New Zealand: Fletcher rivals “attacking our market”

New Zealand: Fletcher rivals “attacking our market”
Published: 23 April 2012

Tagged Under: New Zealand Fletcher New project 

Fletcher, with a market capitalisation of NZD4.2bn (US£3.4bn), is under attack from firms undercutting prices by up to a third and aiming at Christchurch's post-quake rebuild.

Stephen Hudson, Macquarie Equities Research analyst, said new import-based competition had emerged in cement products, insulation, wallboard, laminates and steel categories.

Hudson said construction of a new third-player clinker grinding facility had begun in New Zealand and Ling said this Tauranga business was a challenge to Fletcher and the rival Holcim cement businesses.
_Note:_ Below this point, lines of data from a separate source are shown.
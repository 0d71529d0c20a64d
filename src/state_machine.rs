//! State machine for the live conversation
//!
//! This module implements the session lifecycle using a single-writer pattern.
//! All state transitions go through the `reduce()` function, which returns
//! a new state and a list of effects to execute.

use serde::Serialize;
use uuid::Uuid;

use crate::streaming::TranscriptAggregator;

/// Lifecycle status shown to the user
#[derive(Debug, Clone, Copy, PartialEq, Eq, Default, Serialize)]
#[serde(rename_all = "camelCase")]
pub enum Status {
    #[default]
    Idle,
    Connecting,
    Connected,
    Listening,
    Processing,
    Speaking,
    Error,
    Disconnected,
}

impl Status {
    pub fn as_str(&self) -> &'static str {
        match self {
            Status::Idle => "idle",
            Status::Connecting => "connecting",
            Status::Connected => "connected",
            Status::Listening => "listening",
            Status::Processing => "processing",
            Status::Speaking => "speaking",
            Status::Error => "error",
            Status::Disconnected => "disconnected",
        }
    }

    /// A session is open or being opened
    pub fn is_active(&self) -> bool {
        matches!(self, Status::Connecting) || self.is_connected()
    }

    /// Connected or one of its sub-states
    pub fn is_connected(&self) -> bool {
        matches!(
            self,
            Status::Connected | Status::Listening | Status::Processing | Status::Speaking
        )
    }
}

impl std::fmt::Display for Status {
    fn fmt(&self, f: &mut std::fmt::Formatter<'_>) -> std::fmt::Result {
        f.write_str(self.as_str())
    }
}

#[derive(Debug, Clone, Copy, PartialEq, Eq, Serialize)]
#[serde(rename_all = "camelCase")]
pub enum Speaker {
    User,
    Agent,
}

/// One finalized turn of the transcript log
#[derive(Debug, Clone, PartialEq, Eq, Serialize)]
pub struct TranscriptEntry {
    pub speaker: Speaker,
    pub text: String,
}

impl TranscriptEntry {
    pub fn new(speaker: Speaker, text: impl Into<String>) -> Self {
        Self {
            speaker,
            text: text.into(),
        }
    }
}

/// Authoritative conversation state
///
/// `is_speaking` is not stored here: it is derived from the playback
/// scheduler's active-unit set by the runtime.
#[derive(Debug, Clone, Default, PartialEq)]
pub struct Conversation {
    pub status: Status,
    /// Identity of the current (or last) session; guards against stale events
    pub session_id: Option<Uuid>,
    pub is_processing: bool,
    /// Append-only log of finalized turns
    pub transcript: Vec<TranscriptEntry>,
    /// In-progress user speech
    pub input: TranscriptAggregator,
    /// In-progress agent speech
    pub output: TranscriptAggregator,
    pub last_error: Option<String>,
}

impl Conversation {
    pub fn new() -> Self {
        Self::default()
    }

    /// Flush accumulated text into transcript entries, User before Agent
    fn flush_turn(&mut self) {
        if let Some(text) = self.input.take_text() {
            self.transcript.push(TranscriptEntry::new(Speaker::User, text));
        }
        if let Some(text) = self.output.take_text() {
            self.transcript.push(TranscriptEntry::new(Speaker::Agent, text));
        }
    }

    /// Session resources are gone; scratch state goes with them
    fn end_session(&mut self, status: Status) {
        self.status = status;
        self.is_processing = false;
        self.input.reset();
        self.output.reset();
    }
}

/// Events that can trigger state transitions.
/// These are sent from the controller, the connect task, the transport and the audio devices.
#[derive(Debug, Clone, PartialEq)]
pub enum Event {
    /// User asked to start a session
    StartRequested,
    /// User asked to stop (also sent on unmount)
    StopRequested,

    // Connection events
    Connected {
        id: Uuid,
    },
    ConnectFailed {
        id: Uuid,
        err: String,
    },

    // Device events
    DeviceFailed {
        id: Uuid,
        err: String,
    },
    /// A speech chunk was decoded and queued for playback
    PlaybackStarted {
        id: Uuid,
    },
    /// The last active playback unit ended naturally
    PlaybackDrained {
        id: Uuid,
    },

    // Transport events
    InputTranscript {
        id: Uuid,
        text: String,
        finished: bool,
    },
    OutputTranscript {
        id: Uuid,
        text: String,
    },
    TurnComplete {
        id: Uuid,
    },
    Interrupted {
        id: Uuid,
    },
    TransportError {
        id: Uuid,
        err: String,
    },
    TransportClosed {
        id: Uuid,
        reason: String,
    },

    /// Disconnected cool-down finished (includes id to prevent stale timers)
    CooldownElapsed {
        id: Uuid,
    },
}

impl Event {
    /// Session the event belongs to, if it is session-scoped
    pub fn session_id(&self) -> Option<Uuid> {
        use Event::*;
        match self {
            StartRequested | StopRequested => None,
            Connected { id }
            | ConnectFailed { id, .. }
            | DeviceFailed { id, .. }
            | PlaybackStarted { id }
            | PlaybackDrained { id }
            | InputTranscript { id, .. }
            | OutputTranscript { id, .. }
            | TurnComplete { id }
            | Interrupted { id }
            | TransportError { id, .. }
            | TransportClosed { id, .. }
            | CooldownElapsed { id } => Some(*id),
        }
    }
}

/// Effects to be executed after a state transition.
/// The session runtime executes them in order.
#[derive(Debug, Clone, PartialEq)]
pub enum Effect {
    /// Begin establishing the transport
    Connect { id: Uuid },
    /// Open the output device, then the microphone
    StartDevices { id: Uuid },
    /// Barge-in: stop all queued speech
    InterruptPlayback { id: Uuid },
    /// Release every resource of the session (idempotent)
    Teardown { id: Uuid },
    /// Schedule `CooldownElapsed` after the settle delay
    StartCooldown { id: Uuid },
    /// Signal to publish a UI snapshot
    EmitUi,
}

/// Reducer function: (state, event) -> (next_state, effects)
///
/// Key rules:
/// - Never mutate state directly
/// - Ignore events with stale session IDs
/// - Teardown always precedes EmitUi, so the UI never sees Error with live devices
pub fn reduce(state: &Conversation, event: Event) -> (Conversation, Vec<Effect>) {
    use Effect::*;
    use Event::*;

    if let Some(eid) = event.session_id() {
        if state.session_id != Some(eid) {
            log::debug!("Ignoring stale event for session {}", eid);
            return (state.clone(), vec![]);
        }
    }

    let mut next = state.clone();
    let status = state.status;

    match event {
        // -----------------
        // Start / stop
        // -----------------
        StartRequested if status.is_active() => {
            log::warn!("Start ignored: session already {}", status);
            (next, vec![])
        }
        StartRequested => {
            let id = Uuid::new_v4();
            next.session_id = Some(id);
            next.last_error = None;
            next.end_session(Status::Connecting);
            (next, vec![Connect { id }, EmitUi])
        }

        StopRequested => match (status, state.session_id) {
            (Status::Idle | Status::Disconnected, _) | (_, None) => (next, vec![]),
            (_, Some(id)) => {
                next.end_session(Status::Disconnected);
                (next, vec![Teardown { id }, StartCooldown { id }, EmitUi])
            }
        },

        // -----------------
        // Connecting
        // -----------------
        Connected { id } if status == Status::Connecting => {
            next.status = Status::Connected;
            (next, vec![StartDevices { id }, EmitUi])
        }
        ConnectFailed { id, err } if status == Status::Connecting => fail(next, id, err),

        // -----------------
        // Connected and its sub-states
        // -----------------
        DeviceFailed { id, err } if status.is_active() => fail(next, id, err),
        TransportError { id, err } if status.is_active() => fail(next, id, err),
        TransportClosed { id, reason } if status.is_active() => {
            log::info!("Session {} closed: {}", id, reason);
            next.end_session(Status::Disconnected);
            (next, vec![Teardown { id }, StartCooldown { id }, EmitUi])
        }

        InputTranscript { text, finished, .. } if status.is_connected() => {
            next.input.process_fragment(&text);
            next.is_processing = true;
            next.status = if finished {
                Status::Processing
            } else {
                Status::Listening
            };
            (next, vec![EmitUi])
        }
        OutputTranscript { text, .. } if status.is_connected() => {
            next.output.process_fragment(&text);
            (next, vec![EmitUi])
        }
        PlaybackStarted { .. } if status.is_connected() => {
            next.status = Status::Speaking;
            next.is_processing = false;
            (next, vec![EmitUi])
        }
        PlaybackDrained { .. } if status == Status::Speaking => {
            next.status = Status::Connected;
            (next, vec![EmitUi])
        }
        TurnComplete { .. } if status.is_connected() => {
            next.flush_turn();
            next.is_processing = false;
            next.status = Status::Connected;
            (next, vec![EmitUi])
        }
        Interrupted { id } if status.is_connected() => {
            next.status = Status::Listening;
            (next, vec![InterruptPlayback { id }, EmitUi])
        }

        // -----------------
        // Disconnected
        // -----------------
        CooldownElapsed { .. } if status == Status::Disconnected => {
            next.status = Status::Idle;
            (next, vec![EmitUi])
        }

        // -----------------
        // Unhandled: no transition
        // -----------------
        _ => (next, vec![]),
    }
}

fn fail(mut next: Conversation, id: Uuid, err: String) -> (Conversation, Vec<Effect>) {
    log::error!("Session {} failed: {}", id, err);
    next.last_error = Some(err);
    next.end_session(Status::Error);
    (next, vec![Effect::Teardown { id }, Effect::EmitUi])
}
"There's a group of ready-mix concrete businesses in Tauranga proposing to import clinker and grind it up to make cement but it's only about 50,000t out of a market of 1Mt so it's just 5%. But it's still a threat and competition. We have full cement works and Holcim has full cement works and we make clinker out of limestone," Ling said.

Fletcher's cement division holds Firth Industries, Golden Bay Cement, Humes Pipeline Systems, Winstone Aggregates and Concrete Industries.

Hudson said the rival clinker business would start up soon.

"The construction of a rival NZD50m clinker grinding facility in the North Island has commenced and will be in production by year-end.

"The duopolistic cement market has therefore fractured into a three-player market with pricing likely to be more aligned to import parity," he said.

"We understand that the current pricing being offered is around 30% cheaper than domestic priced volumes," Hudson said.

Fletcher’s chief executive Jonathan Ling said the company took the threats “very seriously” and that analysts had learned of the issues after a briefing from the company this month. “They’re attacking our market,” Ling said of the rivals to Fletcher.

He blamed the high Australian and New Zealand dollars, saying some transtasman-made Fletcher products were under fire by goods from cheaper rival regions with weaker currencies, making them more attractive to buyers.